_PROBLEM_: Your answer should consist of the lines in the following data that contain "again".

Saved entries
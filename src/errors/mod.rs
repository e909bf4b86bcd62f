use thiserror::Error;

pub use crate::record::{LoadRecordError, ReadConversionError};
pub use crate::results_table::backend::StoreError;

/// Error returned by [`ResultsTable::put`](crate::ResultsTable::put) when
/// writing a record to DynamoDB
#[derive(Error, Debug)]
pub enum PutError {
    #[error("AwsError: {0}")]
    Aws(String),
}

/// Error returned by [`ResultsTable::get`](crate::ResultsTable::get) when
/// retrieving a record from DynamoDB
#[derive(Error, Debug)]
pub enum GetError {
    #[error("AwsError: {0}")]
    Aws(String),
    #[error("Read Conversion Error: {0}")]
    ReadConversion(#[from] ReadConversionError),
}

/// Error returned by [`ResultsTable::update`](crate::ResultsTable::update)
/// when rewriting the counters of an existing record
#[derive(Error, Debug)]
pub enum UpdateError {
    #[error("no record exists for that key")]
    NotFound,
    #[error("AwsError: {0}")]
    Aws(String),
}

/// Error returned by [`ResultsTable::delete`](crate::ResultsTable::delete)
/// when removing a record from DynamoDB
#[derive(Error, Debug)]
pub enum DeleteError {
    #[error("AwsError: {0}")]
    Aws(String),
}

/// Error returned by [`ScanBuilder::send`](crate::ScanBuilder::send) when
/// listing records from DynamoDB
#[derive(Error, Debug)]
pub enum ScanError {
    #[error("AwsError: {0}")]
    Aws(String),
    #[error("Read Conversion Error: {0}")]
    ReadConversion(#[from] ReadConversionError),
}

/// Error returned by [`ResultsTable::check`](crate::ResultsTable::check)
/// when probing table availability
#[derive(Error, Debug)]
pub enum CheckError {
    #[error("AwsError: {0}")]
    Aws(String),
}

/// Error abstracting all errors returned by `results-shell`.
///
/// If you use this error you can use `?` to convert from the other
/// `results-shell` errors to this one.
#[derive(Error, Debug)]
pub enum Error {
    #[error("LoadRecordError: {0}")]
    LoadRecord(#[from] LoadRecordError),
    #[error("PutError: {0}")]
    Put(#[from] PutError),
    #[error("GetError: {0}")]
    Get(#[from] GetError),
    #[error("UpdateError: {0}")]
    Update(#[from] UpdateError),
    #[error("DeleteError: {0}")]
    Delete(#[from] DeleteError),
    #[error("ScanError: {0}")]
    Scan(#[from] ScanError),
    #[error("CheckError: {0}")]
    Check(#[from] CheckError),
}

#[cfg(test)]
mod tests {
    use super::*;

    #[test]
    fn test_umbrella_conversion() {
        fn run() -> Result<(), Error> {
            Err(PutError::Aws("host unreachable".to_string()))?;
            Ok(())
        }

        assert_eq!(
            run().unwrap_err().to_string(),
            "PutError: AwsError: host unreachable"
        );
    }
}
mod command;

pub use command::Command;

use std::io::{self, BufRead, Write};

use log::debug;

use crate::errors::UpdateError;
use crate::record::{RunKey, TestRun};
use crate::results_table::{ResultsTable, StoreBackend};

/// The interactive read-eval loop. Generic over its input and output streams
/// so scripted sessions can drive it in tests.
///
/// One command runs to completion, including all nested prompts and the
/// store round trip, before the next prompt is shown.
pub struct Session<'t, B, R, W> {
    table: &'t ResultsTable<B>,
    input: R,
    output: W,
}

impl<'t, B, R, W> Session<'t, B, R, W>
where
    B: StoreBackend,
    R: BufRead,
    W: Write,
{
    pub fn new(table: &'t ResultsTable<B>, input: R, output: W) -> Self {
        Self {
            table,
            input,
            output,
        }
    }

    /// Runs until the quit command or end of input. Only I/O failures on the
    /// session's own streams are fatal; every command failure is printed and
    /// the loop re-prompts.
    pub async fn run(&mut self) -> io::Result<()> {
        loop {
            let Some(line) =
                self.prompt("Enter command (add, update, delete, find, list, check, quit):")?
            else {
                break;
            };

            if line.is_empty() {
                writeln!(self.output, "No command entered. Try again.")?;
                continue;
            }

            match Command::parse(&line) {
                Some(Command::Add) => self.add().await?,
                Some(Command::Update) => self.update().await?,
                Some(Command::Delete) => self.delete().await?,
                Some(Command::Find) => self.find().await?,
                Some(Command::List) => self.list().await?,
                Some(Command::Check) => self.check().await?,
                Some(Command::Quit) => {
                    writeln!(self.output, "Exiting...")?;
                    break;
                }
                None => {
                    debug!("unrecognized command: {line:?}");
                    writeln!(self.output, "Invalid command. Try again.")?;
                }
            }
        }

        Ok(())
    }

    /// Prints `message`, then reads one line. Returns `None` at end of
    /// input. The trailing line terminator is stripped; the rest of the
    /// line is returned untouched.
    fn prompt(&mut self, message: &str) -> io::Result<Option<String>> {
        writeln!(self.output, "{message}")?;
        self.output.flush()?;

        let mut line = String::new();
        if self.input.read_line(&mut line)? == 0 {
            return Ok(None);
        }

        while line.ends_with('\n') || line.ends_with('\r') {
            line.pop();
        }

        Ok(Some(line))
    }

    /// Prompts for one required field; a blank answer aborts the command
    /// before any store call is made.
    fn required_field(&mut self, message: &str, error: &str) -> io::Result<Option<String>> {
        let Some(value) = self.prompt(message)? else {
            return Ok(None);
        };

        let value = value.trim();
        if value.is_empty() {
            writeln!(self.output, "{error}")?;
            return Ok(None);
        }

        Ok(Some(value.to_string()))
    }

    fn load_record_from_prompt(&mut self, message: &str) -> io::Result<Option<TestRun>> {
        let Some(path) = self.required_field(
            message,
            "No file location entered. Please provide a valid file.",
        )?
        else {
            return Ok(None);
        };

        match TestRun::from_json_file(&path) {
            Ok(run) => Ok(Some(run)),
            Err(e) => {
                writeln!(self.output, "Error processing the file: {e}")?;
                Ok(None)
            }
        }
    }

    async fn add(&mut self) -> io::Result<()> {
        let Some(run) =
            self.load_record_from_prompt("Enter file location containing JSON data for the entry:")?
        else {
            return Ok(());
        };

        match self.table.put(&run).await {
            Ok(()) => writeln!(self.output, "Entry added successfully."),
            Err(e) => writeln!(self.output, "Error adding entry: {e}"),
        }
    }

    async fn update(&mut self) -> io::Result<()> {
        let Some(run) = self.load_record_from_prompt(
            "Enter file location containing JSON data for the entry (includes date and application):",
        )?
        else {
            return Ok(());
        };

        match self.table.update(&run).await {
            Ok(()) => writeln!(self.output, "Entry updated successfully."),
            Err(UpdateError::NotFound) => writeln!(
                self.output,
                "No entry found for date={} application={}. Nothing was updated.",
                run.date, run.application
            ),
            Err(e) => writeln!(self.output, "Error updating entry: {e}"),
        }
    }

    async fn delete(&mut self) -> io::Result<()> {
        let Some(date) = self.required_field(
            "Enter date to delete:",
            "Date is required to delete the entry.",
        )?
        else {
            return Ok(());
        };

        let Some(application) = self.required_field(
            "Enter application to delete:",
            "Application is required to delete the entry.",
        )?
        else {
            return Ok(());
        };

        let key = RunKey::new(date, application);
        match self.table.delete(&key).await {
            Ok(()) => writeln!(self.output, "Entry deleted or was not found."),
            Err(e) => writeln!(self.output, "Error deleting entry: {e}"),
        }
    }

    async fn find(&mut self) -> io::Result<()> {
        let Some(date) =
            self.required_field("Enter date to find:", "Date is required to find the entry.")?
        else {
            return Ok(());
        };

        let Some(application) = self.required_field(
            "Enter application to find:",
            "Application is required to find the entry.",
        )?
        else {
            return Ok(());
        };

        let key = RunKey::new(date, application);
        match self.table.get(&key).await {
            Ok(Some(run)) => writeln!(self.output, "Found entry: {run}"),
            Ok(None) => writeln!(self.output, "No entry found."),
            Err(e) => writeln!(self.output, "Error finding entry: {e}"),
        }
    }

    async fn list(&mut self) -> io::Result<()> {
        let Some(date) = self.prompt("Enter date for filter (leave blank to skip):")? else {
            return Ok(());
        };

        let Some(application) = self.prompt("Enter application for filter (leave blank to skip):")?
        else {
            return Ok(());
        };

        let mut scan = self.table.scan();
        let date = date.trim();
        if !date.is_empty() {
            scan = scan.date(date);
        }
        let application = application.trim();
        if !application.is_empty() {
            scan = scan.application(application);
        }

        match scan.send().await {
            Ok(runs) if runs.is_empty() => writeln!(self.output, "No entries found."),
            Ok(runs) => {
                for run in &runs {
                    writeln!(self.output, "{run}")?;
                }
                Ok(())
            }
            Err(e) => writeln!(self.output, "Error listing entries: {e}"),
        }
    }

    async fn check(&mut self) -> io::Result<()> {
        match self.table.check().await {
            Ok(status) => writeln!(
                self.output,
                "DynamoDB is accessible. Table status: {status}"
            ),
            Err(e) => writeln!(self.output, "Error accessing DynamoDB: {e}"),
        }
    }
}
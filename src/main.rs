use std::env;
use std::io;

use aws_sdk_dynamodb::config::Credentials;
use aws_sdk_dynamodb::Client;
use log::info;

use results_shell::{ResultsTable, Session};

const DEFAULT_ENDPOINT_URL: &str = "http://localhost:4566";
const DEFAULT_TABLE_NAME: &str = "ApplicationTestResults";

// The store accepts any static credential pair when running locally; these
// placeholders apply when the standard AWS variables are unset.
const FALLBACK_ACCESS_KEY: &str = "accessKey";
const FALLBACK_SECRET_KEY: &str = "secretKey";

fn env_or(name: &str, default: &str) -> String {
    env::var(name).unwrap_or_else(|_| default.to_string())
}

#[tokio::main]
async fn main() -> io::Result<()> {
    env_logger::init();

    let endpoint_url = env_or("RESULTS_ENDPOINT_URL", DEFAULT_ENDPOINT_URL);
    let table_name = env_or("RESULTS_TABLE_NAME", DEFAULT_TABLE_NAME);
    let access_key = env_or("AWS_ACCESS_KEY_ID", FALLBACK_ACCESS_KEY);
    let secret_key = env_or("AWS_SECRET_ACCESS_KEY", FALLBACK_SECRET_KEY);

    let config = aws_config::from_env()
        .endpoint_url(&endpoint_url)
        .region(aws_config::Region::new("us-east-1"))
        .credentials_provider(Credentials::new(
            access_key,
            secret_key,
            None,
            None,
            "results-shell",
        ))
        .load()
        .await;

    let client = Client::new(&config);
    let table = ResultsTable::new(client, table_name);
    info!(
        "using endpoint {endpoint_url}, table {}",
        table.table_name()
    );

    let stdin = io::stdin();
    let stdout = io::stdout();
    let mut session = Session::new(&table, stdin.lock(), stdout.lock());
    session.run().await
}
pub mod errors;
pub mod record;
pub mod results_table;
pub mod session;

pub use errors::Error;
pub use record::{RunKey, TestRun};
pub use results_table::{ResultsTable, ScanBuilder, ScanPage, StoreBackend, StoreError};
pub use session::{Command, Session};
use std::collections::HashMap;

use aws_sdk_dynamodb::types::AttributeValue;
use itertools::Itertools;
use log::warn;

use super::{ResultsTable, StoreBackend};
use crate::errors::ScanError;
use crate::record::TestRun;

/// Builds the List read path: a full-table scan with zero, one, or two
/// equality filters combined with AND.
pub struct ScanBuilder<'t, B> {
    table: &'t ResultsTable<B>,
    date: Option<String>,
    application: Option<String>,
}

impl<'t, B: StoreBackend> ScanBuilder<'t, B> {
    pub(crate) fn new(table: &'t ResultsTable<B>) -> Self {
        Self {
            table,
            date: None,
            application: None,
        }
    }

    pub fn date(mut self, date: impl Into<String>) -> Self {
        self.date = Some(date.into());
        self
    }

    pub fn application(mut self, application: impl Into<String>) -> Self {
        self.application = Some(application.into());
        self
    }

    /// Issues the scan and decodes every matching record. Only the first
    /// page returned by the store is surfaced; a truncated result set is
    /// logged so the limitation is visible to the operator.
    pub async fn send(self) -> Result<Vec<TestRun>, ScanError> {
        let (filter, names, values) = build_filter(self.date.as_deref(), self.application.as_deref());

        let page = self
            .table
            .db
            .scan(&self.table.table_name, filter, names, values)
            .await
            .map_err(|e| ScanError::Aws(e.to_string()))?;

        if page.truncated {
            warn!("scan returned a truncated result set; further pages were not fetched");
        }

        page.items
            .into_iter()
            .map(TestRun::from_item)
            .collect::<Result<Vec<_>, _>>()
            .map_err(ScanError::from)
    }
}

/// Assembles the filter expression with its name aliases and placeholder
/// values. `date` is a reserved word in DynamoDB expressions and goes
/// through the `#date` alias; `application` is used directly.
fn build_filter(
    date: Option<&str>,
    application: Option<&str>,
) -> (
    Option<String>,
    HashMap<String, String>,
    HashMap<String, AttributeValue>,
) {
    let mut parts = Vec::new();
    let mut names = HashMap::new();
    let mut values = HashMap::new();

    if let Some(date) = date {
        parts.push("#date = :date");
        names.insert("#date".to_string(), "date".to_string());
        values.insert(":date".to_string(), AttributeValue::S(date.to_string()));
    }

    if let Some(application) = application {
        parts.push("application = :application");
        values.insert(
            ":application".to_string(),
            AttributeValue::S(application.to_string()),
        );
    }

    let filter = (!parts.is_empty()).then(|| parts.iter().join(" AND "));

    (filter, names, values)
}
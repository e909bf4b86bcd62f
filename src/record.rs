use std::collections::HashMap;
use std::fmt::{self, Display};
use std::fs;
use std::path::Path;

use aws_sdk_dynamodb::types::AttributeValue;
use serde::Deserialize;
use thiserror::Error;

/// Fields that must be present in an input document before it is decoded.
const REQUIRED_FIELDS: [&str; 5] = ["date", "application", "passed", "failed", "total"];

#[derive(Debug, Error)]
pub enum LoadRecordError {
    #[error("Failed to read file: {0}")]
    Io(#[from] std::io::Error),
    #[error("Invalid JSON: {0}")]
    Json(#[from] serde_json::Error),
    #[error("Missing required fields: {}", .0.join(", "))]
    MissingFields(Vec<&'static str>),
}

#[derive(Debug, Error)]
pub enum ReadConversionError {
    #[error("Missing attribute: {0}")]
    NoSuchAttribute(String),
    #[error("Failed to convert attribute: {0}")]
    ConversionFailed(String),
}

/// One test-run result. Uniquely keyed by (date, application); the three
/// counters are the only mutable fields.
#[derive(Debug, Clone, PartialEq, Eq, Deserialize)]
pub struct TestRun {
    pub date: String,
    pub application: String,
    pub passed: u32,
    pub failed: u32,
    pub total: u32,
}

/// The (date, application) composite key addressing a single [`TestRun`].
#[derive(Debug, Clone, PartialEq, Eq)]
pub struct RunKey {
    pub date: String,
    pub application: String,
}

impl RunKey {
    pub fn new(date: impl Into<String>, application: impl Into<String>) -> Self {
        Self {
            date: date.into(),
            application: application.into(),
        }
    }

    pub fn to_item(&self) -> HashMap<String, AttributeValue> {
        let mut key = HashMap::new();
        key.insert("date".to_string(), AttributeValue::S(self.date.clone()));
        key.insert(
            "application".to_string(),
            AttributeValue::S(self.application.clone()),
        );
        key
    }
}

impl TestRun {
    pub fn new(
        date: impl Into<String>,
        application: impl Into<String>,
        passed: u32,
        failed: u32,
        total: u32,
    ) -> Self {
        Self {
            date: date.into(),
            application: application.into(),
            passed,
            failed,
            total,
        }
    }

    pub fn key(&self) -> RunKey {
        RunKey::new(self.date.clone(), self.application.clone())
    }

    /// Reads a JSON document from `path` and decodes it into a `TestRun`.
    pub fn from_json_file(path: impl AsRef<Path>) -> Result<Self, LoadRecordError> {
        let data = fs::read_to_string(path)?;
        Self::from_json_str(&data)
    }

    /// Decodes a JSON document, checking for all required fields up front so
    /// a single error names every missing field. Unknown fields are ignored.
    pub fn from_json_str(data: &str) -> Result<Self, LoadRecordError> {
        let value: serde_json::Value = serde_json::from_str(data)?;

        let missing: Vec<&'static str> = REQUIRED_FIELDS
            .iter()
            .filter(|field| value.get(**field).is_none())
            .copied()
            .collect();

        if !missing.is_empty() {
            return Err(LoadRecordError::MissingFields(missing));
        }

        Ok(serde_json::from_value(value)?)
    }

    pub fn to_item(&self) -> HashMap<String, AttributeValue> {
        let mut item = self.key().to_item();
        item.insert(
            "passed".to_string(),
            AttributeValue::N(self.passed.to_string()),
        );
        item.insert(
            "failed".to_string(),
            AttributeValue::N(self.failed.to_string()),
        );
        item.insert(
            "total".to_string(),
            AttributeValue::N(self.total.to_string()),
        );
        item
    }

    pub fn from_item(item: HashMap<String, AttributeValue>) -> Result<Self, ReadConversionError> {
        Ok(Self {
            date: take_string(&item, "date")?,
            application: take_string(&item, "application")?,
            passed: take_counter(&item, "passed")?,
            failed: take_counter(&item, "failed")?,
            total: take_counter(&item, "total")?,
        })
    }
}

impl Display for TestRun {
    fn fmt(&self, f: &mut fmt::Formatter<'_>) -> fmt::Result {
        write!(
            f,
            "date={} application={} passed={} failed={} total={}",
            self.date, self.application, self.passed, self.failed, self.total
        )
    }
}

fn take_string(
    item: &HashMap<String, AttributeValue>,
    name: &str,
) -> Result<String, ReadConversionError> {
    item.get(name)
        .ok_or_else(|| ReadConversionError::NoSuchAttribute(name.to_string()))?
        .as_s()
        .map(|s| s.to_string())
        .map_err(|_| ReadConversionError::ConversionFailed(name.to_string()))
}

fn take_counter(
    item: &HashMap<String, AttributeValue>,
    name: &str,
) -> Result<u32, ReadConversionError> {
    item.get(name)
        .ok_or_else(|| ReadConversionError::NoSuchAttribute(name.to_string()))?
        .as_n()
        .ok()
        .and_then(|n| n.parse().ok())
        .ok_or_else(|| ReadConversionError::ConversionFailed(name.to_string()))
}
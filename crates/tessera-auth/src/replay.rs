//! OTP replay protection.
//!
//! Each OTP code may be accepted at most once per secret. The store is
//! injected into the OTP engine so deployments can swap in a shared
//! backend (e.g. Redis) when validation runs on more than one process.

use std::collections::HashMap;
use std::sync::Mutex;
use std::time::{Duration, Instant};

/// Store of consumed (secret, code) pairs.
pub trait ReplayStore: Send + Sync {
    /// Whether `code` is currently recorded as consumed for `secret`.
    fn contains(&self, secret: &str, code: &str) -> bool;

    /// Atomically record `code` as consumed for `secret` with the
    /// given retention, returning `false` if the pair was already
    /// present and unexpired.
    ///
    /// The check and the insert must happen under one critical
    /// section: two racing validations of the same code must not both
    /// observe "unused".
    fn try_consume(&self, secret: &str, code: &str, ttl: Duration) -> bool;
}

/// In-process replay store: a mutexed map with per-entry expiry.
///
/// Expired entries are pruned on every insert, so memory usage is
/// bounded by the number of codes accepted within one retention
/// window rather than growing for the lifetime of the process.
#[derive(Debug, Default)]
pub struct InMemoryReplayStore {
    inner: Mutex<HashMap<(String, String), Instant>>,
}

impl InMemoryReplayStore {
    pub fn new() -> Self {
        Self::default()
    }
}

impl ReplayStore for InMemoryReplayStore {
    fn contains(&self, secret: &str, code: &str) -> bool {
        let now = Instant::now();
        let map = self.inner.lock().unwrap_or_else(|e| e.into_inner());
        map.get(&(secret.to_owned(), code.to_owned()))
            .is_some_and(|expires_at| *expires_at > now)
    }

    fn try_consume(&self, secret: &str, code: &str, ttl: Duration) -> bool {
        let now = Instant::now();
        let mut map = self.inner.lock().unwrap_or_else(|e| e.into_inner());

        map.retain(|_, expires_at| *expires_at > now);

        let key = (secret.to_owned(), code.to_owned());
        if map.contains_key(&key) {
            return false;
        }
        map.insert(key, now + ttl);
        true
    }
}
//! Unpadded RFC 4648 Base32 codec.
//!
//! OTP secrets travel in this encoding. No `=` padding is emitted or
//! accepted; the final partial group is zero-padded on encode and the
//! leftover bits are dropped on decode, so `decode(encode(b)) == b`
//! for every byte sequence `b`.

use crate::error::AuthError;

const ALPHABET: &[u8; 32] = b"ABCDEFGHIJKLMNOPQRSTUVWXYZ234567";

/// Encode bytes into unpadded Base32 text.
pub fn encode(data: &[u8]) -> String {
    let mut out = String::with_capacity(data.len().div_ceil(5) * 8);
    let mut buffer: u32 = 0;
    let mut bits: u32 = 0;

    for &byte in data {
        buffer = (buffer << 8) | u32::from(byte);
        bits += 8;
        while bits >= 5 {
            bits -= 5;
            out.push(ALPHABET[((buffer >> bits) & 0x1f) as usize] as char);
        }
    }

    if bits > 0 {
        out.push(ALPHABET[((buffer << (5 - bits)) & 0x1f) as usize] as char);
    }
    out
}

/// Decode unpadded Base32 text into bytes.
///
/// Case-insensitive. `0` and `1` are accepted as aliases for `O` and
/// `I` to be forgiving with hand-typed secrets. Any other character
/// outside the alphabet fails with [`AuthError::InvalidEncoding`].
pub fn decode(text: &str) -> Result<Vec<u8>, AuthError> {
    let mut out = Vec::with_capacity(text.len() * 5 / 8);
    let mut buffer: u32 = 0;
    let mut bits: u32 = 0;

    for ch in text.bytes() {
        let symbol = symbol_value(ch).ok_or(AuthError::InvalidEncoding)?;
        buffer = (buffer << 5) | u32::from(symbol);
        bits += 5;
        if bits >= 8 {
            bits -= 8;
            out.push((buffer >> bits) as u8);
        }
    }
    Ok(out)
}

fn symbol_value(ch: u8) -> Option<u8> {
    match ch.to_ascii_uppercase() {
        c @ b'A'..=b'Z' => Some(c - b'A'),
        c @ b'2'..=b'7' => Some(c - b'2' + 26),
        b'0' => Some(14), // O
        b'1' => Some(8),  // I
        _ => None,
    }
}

_RESULT_:
                writeln!(self.output, "No command entered. Try again.")?;
                    writeln!(self.output, "Invalid command. Try again.")?;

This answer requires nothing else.